カウンターに笑顔が戻ると、真知子がふいに口を開いた。
「私、津田さんの演歌……大好き。上手じゃないけど、いい味してるのよね」
真知子の言葉に、水野は冷酒を飲み干して頷いた。
「うん……あれは、語るような唄だよ。人生が滲み出てるような。津田さん、どうやってあんな歌い方を?」
水野の質問に、澤井と松村も興味津々の顔で耳をそばだてた。
「そない、たいそうな練習なんぞしてへん……わしは、メロディーよりも歌詞に興味を持ってましてな。それも、四十過ぎてからやなあ。若い頃はあんたらみたいに、昭和の流行歌が好きやった。演歌なんぞは嫌いやった。それが、だんだんと好きになった。演歌の詩を読んでたら、いろんなもんが見えてきたんや。歌詞の裏に隠れてる哀楽ちゅうか、人生ちゅうか、自分に重ねるようになった。ほなら、死んだ親父やお袋の気持ちが実感でけるようになった。わしは、何も分かってなかったなぁと涙が出た……それで、演歌を歌うようになったんや」
語りべのような津田の言葉が、ふーっと吐き出されたタバコの煙に溶けていった。
「……私も最近、演歌が好きになりました。2年前、父が亡くなった後、残っていた古い演歌のレコード盤を整理してて……見つけたんです。レコード盤の袋に書かれてた、歌についての父の感想を。ちょうど、今の私ぐらいの歳に書いたようでした。それで、レコードをかけてみました」
遠い目をしながら、しかし口調はしっかりとする水野の横顔を、真知子や澤井たちが見つめていた。
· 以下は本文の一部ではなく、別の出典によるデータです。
//! API error types with IntoResponse
//!
//! Errors are converted to `{"error": code, "message": text}` JSON bodies.

use axum::extract::rejection::{JsonRejection, PathRejection};
use axum::http::StatusCode;
use axum::response::{IntoResponse, Response};
use axum::Json;
use serde_json::json;

use crate::auth::{AuthError, JwtError, PasswordError};
use crate::db::repos::DbError;
use crate::models::ValidationError;

/// API error type with automatic HTTP status mapping
#[derive(Debug)]
pub enum ApiError {
    /// Validation failed (400)
    Validation(ValidationError),

    /// Unparseable path or body (400)
    MalformedRequest(String),

    /// Resource not found (404)
    NotFound { resource: &'static str, id: String },

    /// Duplicate name or blocked delete (400)
    Conflict(String),

    /// Entities that may not be combined (400)
    InvalidArgument(String),

    /// Missing, bad, or insufficient credentials (401)
    Unauthorized(AuthError),

    /// Persistence failure (500, logged)
    Database(DbError),

    /// Internal error (500, logged)
    Internal { message: String },

    /// Request exceeded the server timeout (408)
    Timeout,
}

impl ApiError {
    pub fn status(&self) -> StatusCode {
        match self {
            Self::Validation(_)
            | Self::MalformedRequest(_)
            | Self::Conflict(_)
            | Self::InvalidArgument(_) => StatusCode::BAD_REQUEST,
            Self::NotFound { .. } => StatusCode::NOT_FOUND,
            Self::Unauthorized(_) => StatusCode::UNAUTHORIZED,
            Self::Database(_) | Self::Internal { .. } => StatusCode::INTERNAL_SERVER_ERROR,
            Self::Timeout => StatusCode::REQUEST_TIMEOUT,
        }
    }
}

impl IntoResponse for ApiError {
    fn into_response(self) -> Response {
        let status = self.status();
        let (error, message) = match self {
            Self::Validation(e) => ("validation_error", e.to_string()),
            Self::MalformedRequest(message) => ("validation_error", message),
            Self::NotFound { resource, id } => {
                ("not_found", format!("{} '{}' not found", resource, id))
            }
            Self::Conflict(message) => ("conflict", message),
            Self::InvalidArgument(message) => ("invalid_argument", message),
            Self::Unauthorized(e) => {
                tracing::warn!(reason = e.code(), "request unauthorized");
                (e.code(), e.message().to_owned())
            }
            Self::Database(e) => {
                tracing::error!("Database error: {}", e);
                ("internal_error", e.to_string())
            }
            Self::Internal { message } => {
                tracing::error!("Internal error: {}", message);
                ("internal_error", message)
            }
            Self::Timeout => ("request_timeout", "Request timed out.".to_owned()),
        };

        (status, Json(json!({ "error": error, "message": message }))).into_response()
    }
}

impl From<ValidationError> for ApiError {
    fn from(e: ValidationError) -> Self {
        Self::Validation(e)
    }
}

impl From<JsonRejection> for ApiError {
    fn from(rejection: JsonRejection) -> Self {
        Self::MalformedRequest(rejection.body_text())
    }
}

impl From<PathRejection> for ApiError {
    fn from(rejection: PathRejection) -> Self {
        Self::MalformedRequest(rejection.body_text())
    }
}

impl From<DbError> for ApiError {
    fn from(e: DbError) -> Self {
        match e {
            DbError::NotFound { resource, id } => Self::NotFound { resource, id },
            DbError::Conflict(message) => Self::Conflict(message),
            DbError::InvalidArgument(message) => Self::InvalidArgument(message),
            DbError::Validation(e) => Self::Validation(e),
            DbError::Sqlx(_) => Self::Database(e),
        }
    }
}

impl From<AuthError> for ApiError {
    fn from(e: AuthError) -> Self {
        Self::Unauthorized(e)
    }
}

impl From<JwtError> for ApiError {
    fn from(e: JwtError) -> Self {
        match e {
            JwtError::Expired => Self::Unauthorized(AuthError::Expired),
            JwtError::Invalid => Self::Unauthorized(AuthError::InvalidToken),
            JwtError::Encoding(_) => Self::Internal {
                message: e.to_string(),
            },
        }
    }
}

impl From<PasswordError> for ApiError {
    fn from(e: PasswordError) -> Self {
        Self::Internal {
            message: e.to_string(),
        }
    }
}

#[cfg(test)]
mod tests {
    use super::*;
    use axum::body::to_bytes;

    async fn body_json(response: Response) -> serde_json::Value {
        let bytes = to_bytes(response.into_body(), usize::MAX).await.unwrap();
        serde_json::from_slice(&bytes).unwrap()
    }

    #[tokio::test]
    async fn validation_error_is_400() {
        let err = ApiError::Validation(ValidationError::Empty { field: "name" });
        let response = err.into_response();
        assert_eq!(response.status(), StatusCode::BAD_REQUEST);
    }

    #[tokio::test]
    async fn not_found_is_404() {
        let err = ApiError::from(DbError::NotFound {
            resource: "tag",
            id: "3".into(),
        });
        let response = err.into_response();
        assert_eq!(response.status(), StatusCode::NOT_FOUND);

        let body = body_json(response).await;
        assert_eq!(body["error"], "not_found");
        assert_eq!(body["message"], "tag '3' not found");
    }

    #[tokio::test]
    async fn conflict_is_400() {
        let err = ApiError::from(DbError::Conflict("taken".into()));
        assert_eq!(err.into_response().status(), StatusCode::BAD_REQUEST);
    }

    #[tokio::test]
    async fn database_error_carries_cause() {
        let err = ApiError::from(DbError::Sqlx(sqlx::Error::RowNotFound));
        let response = err.into_response();
        assert_eq!(response.status(), StatusCode::INTERNAL_SERVER_ERROR);

        let body = body_json(response).await;
        assert_eq!(body["error"], "internal_error");
        assert!(body["message"].as_str().unwrap().contains("no rows returned"));
    }

    #[tokio::test]
    async fn unauthorized_uses_auth_code() {
        let response = ApiError::from(AuthError::Revoked).into_response();
        assert_eq!(response.status(), StatusCode::UNAUTHORIZED);

        let body = body_json(response).await;
        assert_eq!(body["error"], "token_revoked");
        assert_eq!(body["message"], "The token has been revoked.");
    }
}
//! Repository implementations for database access
//!
//! Each repository borrows the pool and follows these patterns:
//! - get-by-id returns `DbError::NotFound` instead of `Option`
//! - unique constraints back every duplicate check
//! - transactions for multi-step operations

pub mod blocklist;
pub mod error;
pub mod items;
pub mod stores;
pub mod tags;
pub mod users;

pub use blocklist::BlocklistRepo;
pub use error::DbError;
pub use items::{Item, ItemChanges, ItemDetail, ItemRepo, NewItem};
pub use stores::{Store, StoreDetail, StoreRepo};
pub use tags::{Tag, TagRepo};
pub use users::{User, UserCredentials, UserRepo};
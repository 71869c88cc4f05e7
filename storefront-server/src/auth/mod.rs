//! Authentication: token issuance, password hashing, and the 401 taxonomy.
//!
//! Request-level checks live in `http::extractors`.

pub mod jwt;
pub mod password;

pub use jwt::{Claims, JwtConfig, JwtError, JwtService, TokenKind, TokenPair};
pub use password::{PasswordError, PasswordHasher};

/// Reasons a request is refused with 401
#[derive(Debug, Clone, Copy, PartialEq, Eq)]
pub enum AuthError {
    MissingToken,
    InvalidToken,
    Expired,
    Revoked,
    NotFresh,
    WrongTokenKind { expected: TokenKind },
    InvalidCredentials,
    AdminRequired,
}

impl AuthError {
    /// Stable machine-readable code for the JSON body.
    pub fn code(&self) -> &'static str {
        match self {
            Self::MissingToken => "authorization_required",
            Self::InvalidToken | Self::WrongTokenKind { .. } => "invalid_token",
            Self::Expired => "token_expired",
            Self::Revoked => "token_revoked",
            Self::NotFresh => "fresh_token_required",
            Self::InvalidCredentials => "invalid_credentials",
            Self::AdminRequired => "admin_required",
        }
    }

    pub fn message(&self) -> &'static str {
        match self {
            Self::MissingToken => "Request does not contain an access token.",
            Self::InvalidToken => "Signature verification failed.",
            Self::Expired => "The token has expired.",
            Self::Revoked => "The token has been revoked.",
            Self::NotFresh => "The token is not fresh.",
            Self::WrongTokenKind {
                expected: TokenKind::Access,
            } => "Only access tokens are allowed.",
            Self::WrongTokenKind {
                expected: TokenKind::Refresh,
            } => "Only refresh tokens are allowed.",
            Self::InvalidCredentials => "Invalid credentials.",
            Self::AdminRequired => "Admin privilege required.",
        }
    }
}

impl std::fmt::Display for AuthError {
    fn fmt(&self, f: &mut std::fmt::Formatter<'_>) -> std::fmt::Result {
        f.write_str(self.message())
    }
}

impl std::error::Error for AuthError {}

#[cfg(test)]
mod tests {
    use super::*;

    #[test]
    fn wrong_kind_reports_invalid_token() {
        let err = AuthError::WrongTokenKind {
            expected: TokenKind::Refresh,
        };
        assert_eq!(err.code(), "invalid_token");
        assert_eq!(err.to_string(), "Only refresh tokens are allowed.");
    }
}
//! HTTP server layer
//!
//! Axum server with:
//! - CORS (localhost only by default)
//! - Request tracing and timeouts
//! - Bearer-token extractors
//! - JSON error responses

pub mod error;
pub mod extractors;
pub mod routes;
pub mod server;

pub use error::ApiError;
pub use server::{build_router, run_server, AppState, ServerConfig, ServerError};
「ほぅ……どないでした……ええもんが、見えましたか?」
津田がぬる燗の盃を口にしつつ、優しげに笑った。
「ええ……父の感想を読んで、目をつむって歌を聴いてると、子どもの頃に叱られたことや、青年になって反抗した時、たぶん父はこんなふうに思ってたんだろうなと、その心もようが分かりました。父の私に対する厳しい姿勢は、私が息子に接する形とはまったくちがいますが、我が子を想う気持ちは何ら変わらない熱いものだと実感しました」
水野の声に津田は「うん、うん」と何度も頷き、こう言った。
「そのレコード……あんさんのお父さんが、いつか聴くやろ、読むやろと思うて、置いてはったんかもしれませんなあ。まぁ、そない思えると、歌の味もぐっとようなりますなぁ」
水野は、津田の顔をまばたき一つせずに見ていた。そして、その言葉が終わると「はい……」と声を詰まらせた。真知子は、さりげなく冷酒の瓶を傾けた。

しんみりとした雰囲気が満ちた店内に、松村の声が響いた。
「ふーん、四十歳を過ぎると、そうなるのか。じゃあ、澤井さん、もうすぐだね。でも、あんな歌が好きなんじゃ、隠されてる心もようなんて分からないよ」
松村が、澤井の肩をポンと叩いた。
「てやんでぇ、俺は裏表の無い歌が好きなんだよ。だから、心の澄んだ人間ってことなんだよ」
澤井が腹をポンと叩いて答えると、すかさず松村がつっこんだ。
「そうかなぁ。単に人間が薄っぺらで、スケスケなだけじゃないの?」
またも勃発しそうな二人のやりとりを、真知子たちの笑い声が包んでいた。